The most common cause of empyema is pneumonia with spread of infection to an associated effusion. A lung abscess can also spread to the pleural space. Exogenous infection may be from a penetrating injury or be iatrogenic, e.g. following chest drain insertion for an effusion. Endogenous infection may be from perforated oesophagus or spread from a subphrenic abscess.

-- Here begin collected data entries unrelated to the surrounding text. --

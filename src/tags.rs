//! Tag maps and tag reconciliation.
//!
//! Tags are updated by difference: keys that disappeared are untagged, keys
//! that are new or changed are tagged, and everything else is left alone so
//! tags set outside this provider survive.

use std::collections::BTreeMap;

use serde_json::Value;

use crate::api::Tag;

/// Key/value tags. Ordered for deterministic output.
pub type Tags = BTreeMap<String, String>;

/// The calls needed to move a resource from one tag map to another.
#[derive(Debug, Clone, Default, PartialEq, Eq)]
pub struct TagDiff {
    /// Keys that are new or whose value changed.
    pub upsert: Tags,
    /// Keys that are no longer wanted.
    pub remove: Vec<String>,
}

impl TagDiff {
    /// Compute the difference from `old` to `new`.
    pub fn between(old: &Tags, new: &Tags) -> Self {
        let upsert = new
            .iter()
            .filter(|(k, v)| old.get(*k) != Some(*v))
            .map(|(k, v)| (k.clone(), v.clone()))
            .collect();
        let remove = old
            .keys()
            .filter(|k| !new.contains_key(*k))
            .cloned()
            .collect();
        Self { upsert, remove }
    }

    /// Nothing to do.
    pub fn is_empty(&self) -> bool {
        self.upsert.is_empty() && self.remove.is_empty()
    }

    /// The upserts as API tags.
    pub fn upsert_tags(&self) -> Vec<Tag> {
        to_api(&self.upsert)
    }
}

/// Convert a tag map to API tags.
pub fn to_api(tags: &Tags) -> Vec<Tag> {
    tags.iter().map(|(k, v)| Tag::new(k, v)).collect()
}

/// Convert API tags to a tag map. Later duplicates win.
pub fn from_api(tags: &[Tag]) -> Tags {
    tags.iter()
        .map(|t| (t.key.clone(), t.value.clone()))
        .collect()
}

/// Read a tag map out of a resource state or configuration.
///
/// A missing or null `tags` attribute is the empty map.
pub fn from_state(state: &Value) -> Tags {
    state
        .get("tags")
        .and_then(Value::as_object)
        .map(|obj| {
            obj.iter()
                .filter_map(|(k, v)| v.as_str().map(|v| (k.clone(), v.to_string())))
                .collect()
        })
        .unwrap_or_default()
}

Initially the pleural space is filled with a thin watery fluid containing pus cells (purulent effusion). There is then laying down of fibrin between the parietal and visceral pleura, which may become organised to form a thick fibrous wall around the pus filled cavity.
Patients present with similar features to a pleural effusion: dullness to percussion, absence of breath sounds. They often appear generally unwell with tachycardia, tachypnoea and pyrexia.
There is a leucocytosis and X-ray shows a pleural opacity classically posteriorly with a D shaped outline. Needle aspiration is used to obtain fluid for microscopy, culture and sensitivities.
The aim of therapy is to drain the fluid and expand the lungs whilst treating the infection with appropriate empirical antibiotics initially. Antibiotics are tailored according to microbiology results from the fluid.
· In the early stages needle aspiration may be adequate.
· For thicker pus an ntercostals drain may have to be inserted.
· In some patients, videoscopic assisted thorascopic surgery (VATS) or open thoracotomy and removal of the walls of the empyema is needed for complete resolution, particularly if the effusion is loculated.